Strategic Management Accounting



Strategic Management Accounting

Pricing Decisions - Introduction

Companies price their products in many different ways. Pricing methods include contribution pricing, in which a variable pricing strategy is adopted, with different prices charged for the same product depending on the circumstances, and competitive pricing, which sets prices in relation to competitors' prices (Kieso, 2009).

Predatory pricing is a pricing policy designed to put competitors out of business. Large national companies can operate a differential pricing policy across the country, lowering prices below an economic level where there is intense local competition. The company then cross-subsidizes losses with profits from areas where there is little or no competition. Once local competition is eradicated, the company can raise prices again. Companies operating a predatory pricing policy may fall foul of restrictive trade practice legislation (Sharman, 2003).

By-product pricing is the pricing of products produced incidentally during a production process. Pricing by-products is difficult, as they are an unintended consequence of production and therefore do not have an obvious cost associated with their production. By-products are often priced as high as the market will bear in order to make the overall production process and therefore production of the principal good as competitive as possible.
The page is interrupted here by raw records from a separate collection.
//! User-facing console output.
//!
//! [`Log`] renders the three kinds of line the orchestrator prints: `INFO:`
//! lines, `>>` command traces, and bold red `ERROR:` lines. It only formats
//! and writes; deciding whether to stop after an error is left to the caller.
//!
//! Diagnostics meant for developers go through `tracing` instead and end up
//! on stderr.

use std::cell::RefCell;
use std::env;
use std::io::{self, Write};

const INFO_PREFIX: &str = "INFO: ";
const ERROR_PREFIX: &str = "ERROR: ";
const COMMAND_PREFIX: &str = ">>";
const RESET: &str = "\x1b[0m";

/// ANSI text attributes understood by [`Log`].
#[derive(Debug, Clone, Copy, PartialEq, Eq)]
pub enum Format {
    /// Bright green foreground.
    Green,
    /// Bright yellow foreground.
    Yellow,
    /// Bright red foreground.
    Red,
    /// Bold weight.
    Bold,
}

impl Format {
    /// Escape sequence that switches the attribute on.
    #[must_use]
    pub const fn code(self) -> &'static str {
        match self {
            Self::Green => "\x1b[92m",
            Self::Yellow => "\x1b[93m",
            Self::Red => "\x1b[91m",
            Self::Bold => "\x1b[1m",
        }
    }
}

/// Whether ANSI escape sequences are written at all.
#[derive(Debug, Clone, Copy, PartialEq, Eq)]
pub enum ColourMode {
    /// Emit escape sequences for formatted lines.
    Ansi,
    /// Emit text only.
    Plain,
}

impl ColourMode {
    /// Resolve the mode from the process environment.
    #[must_use]
    pub fn from_env() -> Self {
        Self::resolve_with(|key| env::var(key).ok())
    }

    /// Resolve the mode using `read_env` for lookups.
    ///
    /// `NO_COLOR` with any value, including empty, or `TERM=dumb` selects
    /// [`Plain`](ColourMode::Plain). Everything else is
    /// [`Ansi`](ColourMode::Ansi).
    ///
    /// # Examples
    ///
    /// ```
    /// use graphrun::log::ColourMode;
    ///
    /// let mode = ColourMode::resolve_with(|key| (key == "NO_COLOR").then(String::new));
    /// assert_eq!(mode, ColourMode::Plain);
    /// assert_eq!(ColourMode::resolve_with(|_| None), ColourMode::Ansi);
    /// ```
    #[must_use]
    pub fn resolve_with<F>(read_env: F) -> Self
    where
        F: Fn(&str) -> Option<String>,
    {
        if read_env("NO_COLOR").is_some() || read_env("TERM").as_deref() == Some("dumb") {
            Self::Plain
        } else {
            Self::Ansi
        }
    }
}

/// Layout options for [`Log::info_with`].
#[derive(Debug, Clone, Copy, PartialEq, Eq)]
pub struct InfoOptions<'a> {
    /// Terminate the line with `\n`.
    pub newline: bool,
    /// Prepend `INFO: `.
    pub prefix: bool,
    /// Attributes wrapped around the whole line.
    pub format: &'a [Format],
}

impl Default for InfoOptions<'_> {
    fn default() -> Self {
        Self {
            newline: true,
            prefix: true,
            format: &[],
        }
    }
}

impl<'a> InfoOptions<'a> {
    /// Default layout with `format` applied.
    #[must_use]
    pub fn formatted(format: &'a [Format]) -> Self {
        Self {
            format,
            ..Self::default()
        }
    }
}

/// Console logger writing to `W`, standard output by default.
///
/// Write failures are discarded: console output must never abort a stage.
#[derive(Debug)]
pub struct Log<W: Write = io::Stdout> {
    out: RefCell<W>,
    colour: ColourMode,
}

impl Log<io::Stdout> {
    /// Logger on standard output with colour resolved from the environment.
    #[must_use]
    pub fn stdout() -> Self {
        Self::new(io::stdout(), ColourMode::from_env())
    }
}

impl<W: Write> Log<W> {
    /// Logger writing to `out`.
    pub const fn new(out: W, colour: ColourMode) -> Self {
        Self {
            out: RefCell::new(out),
            colour,
        }
    }

    /// Consume the logger and return its sink.
    pub fn into_inner(self) -> W {
        self.out.into_inner()
    }

    /// Write an `INFO:` line with default layout.
    pub fn info(&self, message: &str) {
        self.info_with(message, InfoOptions::default());
    }

    /// Write an informational message using `options`.
    pub fn info_with(&self, message: &str, options: InfoOptions<'_>) {
        let line = if options.prefix {
            format!("{INFO_PREFIX}{message}")
        } else {
            message.to_owned()
        };
        let mut rendered = self.apply(options.format, &line);
        if options.newline {
            rendered.push('\n');
        }
        self.emit(&rendered);
    }

    /// Write a bold red `ERROR:` line.
    pub fn error(&self, message: &str) {
        let line = format!("{ERROR_PREFIX}{message}");
        let mut rendered = self.apply(&[Format::Red, Format::Bold], &line);
        rendered.push('\n');
        self.emit(&rendered);
    }

    /// Write an `INFO:` line followed by a `>>` trace of `command`.
    pub fn command(&self, message: &str, command: &str) {
        self.info(message);
        self.emit(&format!("{COMMAND_PREFIX} {command}\n"));
    }

    fn apply(&self, format: &[Format], text: &str) -> String {
        if format.is_empty() || self.colour == ColourMode::Plain {
            return text.to_owned();
        }
        let codes: String = format.iter().map(|f| f.code()).collect();
        format!("{codes}{text}{RESET}")
    }

    fn emit(&self, text: &str) {
        let mut out = self.out.borrow_mut();
        drop(out.write_all(text.as_bytes()));
        drop(out.flush());
    }
}
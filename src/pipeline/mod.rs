//! Stage sequencing and failure propagation.
//!
//! A [`Pipeline`] walks [`Stage::ALL`] in order. Each stage either completes
//! or returns a [`PipelineError`]; the first error stops the walk and is
//! handed back to the caller, so downstream stages never run after an
//! upstream failure. Stages share nothing except the configuration and the
//! directories they create or remove.

mod build;
mod clean;
mod run;
mod stage;

pub use stage::{STAGE_COUNT, Stage};

use crate::config::Config;
use crate::error::PipelineError;
use crate::log::{Format, InfoOptions, Log};
use crate::process::{ProcessRunner, resolve_program};
use camino::Utf8PathBuf;
use std::io::{self, Write};
use toolchain_env::{NODE_ENV, TSC_ENV};
use tracing::{debug, info_span};

/// Default toolchain executable.
pub const TSC_PROGRAM: &str = "tsc";
/// Default runtime executable for the analyzer.
pub const NODE_PROGRAM: &str = "node";
/// Entry point of the compiled analyzer inside the build directory.
pub const ENTRY_ARTIFACT: &str = "main.js";

/// Executables invoked by the build and run stages.
#[derive(Debug, Clone, PartialEq, Eq)]
pub struct Programs {
    /// Compiler run by the build stage.
    pub tsc: Utf8PathBuf,
    /// Runtime that executes the analyzer.
    pub node: Utf8PathBuf,
}

impl Programs {
    /// Resolve both executables, honouring `GRAPHRUN_TSC` and `GRAPHRUN_NODE`.
    #[must_use]
    pub fn from_env() -> Self {
        Self {
            tsc: resolve_program(TSC_ENV, TSC_PROGRAM),
            node: resolve_program(NODE_ENV, NODE_PROGRAM),
        }
    }
}

impl Default for Programs {
    fn default() -> Self {
        Self {
            tsc: Utf8PathBuf::from(TSC_PROGRAM),
            node: Utf8PathBuf::from(NODE_PROGRAM),
        }
    }
}

/// The clean, build, run orchestrator.
pub struct Pipeline<'a, W: Write = io::Stdout> {
    config: &'a Config,
    log: &'a Log<W>,
    runner: &'a dyn ProcessRunner,
    programs: Programs,
}

impl<'a, W: Write> Pipeline<'a, W> {
    /// Bind a pipeline to its configuration, logger, and process runner.
    ///
    /// Executables are resolved from the environment; see
    /// [`Programs::from_env`].
    #[must_use]
    pub fn new(config: &'a Config, log: &'a Log<W>, runner: &'a dyn ProcessRunner) -> Self {
        Self {
            config,
            log,
            runner,
            programs: Programs::from_env(),
        }
    }

    /// Replace the executables used by the build and run stages.
    #[must_use]
    pub fn with_programs(mut self, programs: Programs) -> Self {
        self.programs = programs;
        self
    }

    /// Execute every stage in order, stopping at the first failure.
    ///
    /// # Errors
    ///
    /// Returns the error of the first stage that fails.
    pub fn execute(&self) -> Result<(), PipelineError> {
        for stage in Stage::ALL {
            let span = info_span!("stage", name = stage.name(), index = stage.index());
            let _entered = span.enter();
            debug!("entering stage");
            self.execute_stage(stage)?;
        }
        Ok(())
    }

    /// Execute a single stage.
    ///
    /// # Errors
    ///
    /// Returns the stage's error unchanged.
    pub fn execute_stage(&self, stage: Stage) -> Result<(), PipelineError> {
        match stage {
            Stage::Clean => self.clean(),
            Stage::Build => self.build(),
            Stage::Run => self.run(),
        }
    }

    fn verbose(&self, message: &str) {
        if self.config.verbose() {
            self.log.info(message);
        }
    }

    fn verbose_formatted(&self, message: &str, format: &[Format]) {
        if self.config.verbose() {
            self.log.info_with(message, InfoOptions::formatted(format));
        }
    }

    fn verbose_command(&self, message: &str, command: &str) {
        if self.config.verbose() {
            self.log.command(message, command);
        }
    }
}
Often there will be a single company, product or service that is a leader in its market. As the leader, it serves as the pricing benchmark for the rest of the market. This company is known as the price leader (Meyers, 2007). When the price leader sets the price for its product, all of the other products in the market price according to their position relative to the price leader. This pricing policy leads to a stable market and avoids over-competitive pricing, which critics might argue was not in the interests of the consumer. Although this pricing strategy is common, companies, especially in a mature market with a small number of large firms, must be careful not to cross the boundaries of accepted practice by forming a cartel and colluding over pricing.

Meyers (2007) provide a formal model of the determination of the relationship between price and costs under conditions of oligopoly. Their theoretical model indicates that the mark-up of price over (marginal) costs (and thereby the ratio of profits plus fixed costs to sales revenue) will depend upon the industry elasticity of demand, industrial concentration (as measured by the Herfindahl index), and the firms' expectations of the response of rivals to output changes. The model is estimated using data for the UK for 1958, 1963, and 1968, which produce evidence to support their model.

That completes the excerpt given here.